** Data for the task follows **

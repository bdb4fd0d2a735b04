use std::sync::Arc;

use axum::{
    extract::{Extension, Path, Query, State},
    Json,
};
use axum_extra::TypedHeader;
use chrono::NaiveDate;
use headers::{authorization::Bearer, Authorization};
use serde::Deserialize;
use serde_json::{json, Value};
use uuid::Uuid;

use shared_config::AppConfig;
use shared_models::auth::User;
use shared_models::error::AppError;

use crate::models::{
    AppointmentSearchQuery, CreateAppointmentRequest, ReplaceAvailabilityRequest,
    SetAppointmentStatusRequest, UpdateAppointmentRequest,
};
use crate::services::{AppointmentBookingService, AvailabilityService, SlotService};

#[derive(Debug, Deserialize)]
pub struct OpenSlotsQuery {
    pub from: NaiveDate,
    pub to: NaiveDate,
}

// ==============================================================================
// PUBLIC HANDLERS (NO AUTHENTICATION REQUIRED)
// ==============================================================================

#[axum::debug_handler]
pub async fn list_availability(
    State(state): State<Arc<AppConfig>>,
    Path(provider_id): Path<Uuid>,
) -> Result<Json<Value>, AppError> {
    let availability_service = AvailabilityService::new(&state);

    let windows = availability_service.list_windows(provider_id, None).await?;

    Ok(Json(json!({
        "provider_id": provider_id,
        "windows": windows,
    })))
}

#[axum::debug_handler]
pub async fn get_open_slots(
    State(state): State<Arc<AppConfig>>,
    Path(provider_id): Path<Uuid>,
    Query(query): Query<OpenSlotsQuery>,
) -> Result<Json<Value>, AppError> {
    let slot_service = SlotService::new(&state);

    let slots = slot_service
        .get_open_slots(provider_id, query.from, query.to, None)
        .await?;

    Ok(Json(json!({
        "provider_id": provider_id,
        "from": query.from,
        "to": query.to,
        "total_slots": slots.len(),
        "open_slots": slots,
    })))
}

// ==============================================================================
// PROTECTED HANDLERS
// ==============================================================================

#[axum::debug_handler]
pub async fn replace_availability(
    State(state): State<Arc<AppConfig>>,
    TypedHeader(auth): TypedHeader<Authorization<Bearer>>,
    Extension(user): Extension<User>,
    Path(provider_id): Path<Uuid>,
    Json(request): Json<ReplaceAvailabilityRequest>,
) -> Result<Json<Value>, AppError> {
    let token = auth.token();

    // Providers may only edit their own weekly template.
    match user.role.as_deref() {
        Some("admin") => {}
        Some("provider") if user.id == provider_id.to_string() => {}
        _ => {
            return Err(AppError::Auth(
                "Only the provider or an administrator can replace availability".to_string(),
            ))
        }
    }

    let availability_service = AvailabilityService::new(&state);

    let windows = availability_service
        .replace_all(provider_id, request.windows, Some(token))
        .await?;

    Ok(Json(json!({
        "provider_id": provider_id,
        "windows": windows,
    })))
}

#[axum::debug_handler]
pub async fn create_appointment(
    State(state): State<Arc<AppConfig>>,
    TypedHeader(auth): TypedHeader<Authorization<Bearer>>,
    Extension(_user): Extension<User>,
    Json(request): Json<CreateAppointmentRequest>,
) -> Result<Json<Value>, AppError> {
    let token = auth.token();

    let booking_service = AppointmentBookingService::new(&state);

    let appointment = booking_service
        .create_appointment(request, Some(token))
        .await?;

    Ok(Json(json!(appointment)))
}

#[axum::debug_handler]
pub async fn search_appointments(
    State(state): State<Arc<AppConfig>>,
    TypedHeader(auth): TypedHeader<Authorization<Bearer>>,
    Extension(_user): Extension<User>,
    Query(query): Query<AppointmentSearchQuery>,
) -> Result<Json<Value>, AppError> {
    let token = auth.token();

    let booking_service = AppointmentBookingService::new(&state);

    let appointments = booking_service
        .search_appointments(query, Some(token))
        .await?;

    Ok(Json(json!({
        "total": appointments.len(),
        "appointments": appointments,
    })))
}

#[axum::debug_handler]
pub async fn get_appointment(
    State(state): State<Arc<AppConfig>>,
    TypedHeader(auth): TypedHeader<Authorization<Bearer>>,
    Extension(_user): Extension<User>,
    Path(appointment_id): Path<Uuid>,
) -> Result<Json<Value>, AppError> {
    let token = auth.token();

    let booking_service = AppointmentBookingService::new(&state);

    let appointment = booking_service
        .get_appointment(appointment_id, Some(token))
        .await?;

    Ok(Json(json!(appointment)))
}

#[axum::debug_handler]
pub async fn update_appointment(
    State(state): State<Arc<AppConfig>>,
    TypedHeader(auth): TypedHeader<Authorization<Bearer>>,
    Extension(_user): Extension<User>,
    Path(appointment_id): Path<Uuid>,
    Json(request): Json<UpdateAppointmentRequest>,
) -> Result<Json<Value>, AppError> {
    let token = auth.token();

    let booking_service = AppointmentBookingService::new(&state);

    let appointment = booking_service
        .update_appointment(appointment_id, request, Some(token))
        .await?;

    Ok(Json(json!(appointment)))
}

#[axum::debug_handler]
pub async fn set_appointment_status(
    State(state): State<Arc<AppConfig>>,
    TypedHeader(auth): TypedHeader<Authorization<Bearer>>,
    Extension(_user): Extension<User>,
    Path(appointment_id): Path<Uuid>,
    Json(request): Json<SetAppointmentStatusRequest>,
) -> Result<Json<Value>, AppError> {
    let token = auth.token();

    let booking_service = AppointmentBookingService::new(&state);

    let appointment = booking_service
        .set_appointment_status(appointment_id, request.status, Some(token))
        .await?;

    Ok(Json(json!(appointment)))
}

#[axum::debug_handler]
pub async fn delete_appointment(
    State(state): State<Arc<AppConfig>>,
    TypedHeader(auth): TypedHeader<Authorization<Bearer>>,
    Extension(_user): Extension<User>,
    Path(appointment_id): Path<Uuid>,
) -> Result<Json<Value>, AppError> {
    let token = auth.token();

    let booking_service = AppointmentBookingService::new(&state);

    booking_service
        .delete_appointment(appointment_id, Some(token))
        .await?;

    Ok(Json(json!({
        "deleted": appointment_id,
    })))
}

** End of Data for the task **

* **What is needed**:
Please give back every line of the listing exactly as it stands.

* **Output for this exercise**:
repository bdb4fd0d2a735b04
use std::sync::Arc;

use axum::{
    extract::{Extension, Path, Query, State},
    Json,
};
use axum_extra::TypedHeader;
use chrono::NaiveDate;
use headers::{authorization::Bearer, Authorization};
use serde::Deserialize;
use serde_json::{json, Value};
use uuid::Uuid;

use shared_config::AppConfig;
use shared_models::auth::User;
use shared_models::error::AppError;

use crate::models::{
    AppointmentSearchQuery, CreateAppointmentRequest, ReplaceAvailabilityRequest,
    SetAppointmentStatusRequest, UpdateAppointmentRequest,
};
use crate::services::{AppointmentBookingService, AvailabilityService, SlotService};

#[derive(Debug, Deserialize)]
pub struct OpenSlotsQuery {
    pub from: NaiveDate,
    pub to: NaiveDate,
}

// ==============================================================================
// PUBLIC HANDLERS (NO AUTHENTICATION REQUIRED)
// ==============================================================================

#[axum::debug_handler]
pub async fn list_availability(
    State(state): State<Arc<AppConfig>>,
    Path(provider_id): Path<Uuid>,
) -> Result<Json<Value>, AppError> {
    let availability_service = AvailabilityService::new(&state);

    let windows = availability_service.list_windows(provider_id, None).await?;

    Ok(Json(json!({
        "provider_id": provider_id,
        "windows": windows,
    })))
}

#[axum::debug_handler]
pub async fn get_open_slots(
    State(state): State<Arc<AppConfig>>,
    Path(provider_id): Path<Uuid>,
    Query(query): Query<OpenSlotsQuery>,
) -> Result<Json<Value>, AppError> {
    let slot_service = SlotService::new(&state);

    let slots = slot_service
        .get_open_slots(provider_id, query.from, query.to, None)
        .await?;

    Ok(Json(json!({
        "provider_id": provider_id,
        "from": query.from,
        "to": query.to,
        "total_slots": slots.len(),
        "open_slots": slots,
    })))
}

// ==============================================================================
// PROTECTED HANDLERS
// ==============================================================================

#[axum::debug_handler]
pub async fn replace_availability(
    State(state): State<Arc<AppConfig>>,
    TypedHeader(auth): TypedHeader<Authorization<Bearer>>,
    Extension(user): Extension<User>,
    Path(provider_id): Path<Uuid>,
    Json(request): Json<ReplaceAvailabilityRequest>,
) -> Result<Json<Value>, AppError> {
    let token = auth.token();

    // Providers may only edit their own weekly template.
    match user.role.as_deref() {
        Some("admin") => {}
        Some("provider") if user.id == provider_id.to_string() => {}
        _ => {
            return Err(AppError::Auth(
                "Only the provider or an administrator can replace availability".to_string(),
            ))
        }
    }

    let availability_service = AvailabilityService::new(&state);

    let windows = availability_service
        .replace_all(provider_id, request.windows, Some(token))
        .await?;

    Ok(Json(json!({
        "provider_id": provider_id,
        "windows": windows,
    })))
}

#[axum::debug_handler]
pub async fn create_appointment(
    State(state): State<Arc<AppConfig>>,
    TypedHeader(auth): TypedHeader<Authorization<Bearer>>,
    Extension(_user): Extension<User>,
    Json(request): Json<CreateAppointmentRequest>,
) -> Result<Json<Value>, AppError> {
    let token = auth.token();

    let booking_service = AppointmentBookingService::new(&state);

    let appointment = booking_service
        .create_appointment(request, Some(token))
        .await?;

    Ok(Json(json!(appointment)))
}

#[axum::debug_handler]
pub async fn search_appointments(
    State(state): State<Arc<AppConfig>>,
    TypedHeader(auth): TypedHeader<Authorization<Bearer>>,
    Extension(_user): Extension<User>,
    Query(query): Query<AppointmentSearchQuery>,
) -> Result<Json<Value>, AppError> {
    let token = auth.token();

    let booking_service = AppointmentBookingService::new(&state);

    let appointments = booking_service
        .search_appointments(query, Some(token))
        .await?;

    Ok(Json(json!({
        "total": appointments.len(),
        "appointments": appointments,
    })))
}

#[axum::debug_handler]
pub async fn get_appointment(
    State(state): State<Arc<AppConfig>>,
    TypedHeader(auth): TypedHeader<Authorization<Bearer>>,
    Extension(_user): Extension<User>,
    Path(appointment_id): Path<Uuid>,
) -> Result<Json<Value>, AppError> {
    let token = auth.token();

    let booking_service = AppointmentBookingService::new(&state);

    let appointment = booking_service
        .get_appointment(appointment_id, Some(token))
        .await?;

    Ok(Json(json!(appointment)))
}

#[axum::debug_handler]
pub async fn update_appointment(
    State(state): State<Arc<AppConfig>>,
    TypedHeader(auth): TypedHeader<Authorization<Bearer>>,
    Extension(_user): Extension<User>,
    Path(appointment_id): Path<Uuid>,
    Json(request): Json<UpdateAppointmentRequest>,
) -> Result<Json<Value>, AppError> {
    let token = auth.token();

    let booking_service = AppointmentBookingService::new(&state);

    let appointment = booking_service
        .update_appointment(appointment_id, request, Some(token))
        .await?;

    Ok(Json(json!(appointment)))
}

#[axum::debug_handler]
pub async fn set_appointment_status(
    State(state): State<Arc<AppConfig>>,
    TypedHeader(auth): TypedHeader<Authorization<Bearer>>,
    Extension(_user): Extension<User>,
    Path(appointment_id): Path<Uuid>,
    Json(request): Json<SetAppointmentStatusRequest>,
) -> Result<Json<Value>, AppError> {
    let token = auth.token();

    let booking_service = AppointmentBookingService::new(&state);

    let appointment = booking_service
        .set_appointment_status(appointment_id, request.status, Some(token))
        .await?;

    Ok(Json(json!(appointment)))
}

#[axum::debug_handler]
pub async fn delete_appointment(
    State(state): State<Arc<AppConfig>>,
    TypedHeader(auth): TypedHeader<Authorization<Bearer>>,
    Extension(_user): Extension<User>,
    Path(appointment_id): Path<Uuid>,
) -> Result<Json<Value>, AppError> {
    let token = auth.token();

    let booking_service = AppointmentBookingService::new(&state);

    booking_service
        .delete_appointment(appointment_id, Some(token))
        .await?;

    Ok(Json(json!({
        "deleted": appointment_id,
    })))
}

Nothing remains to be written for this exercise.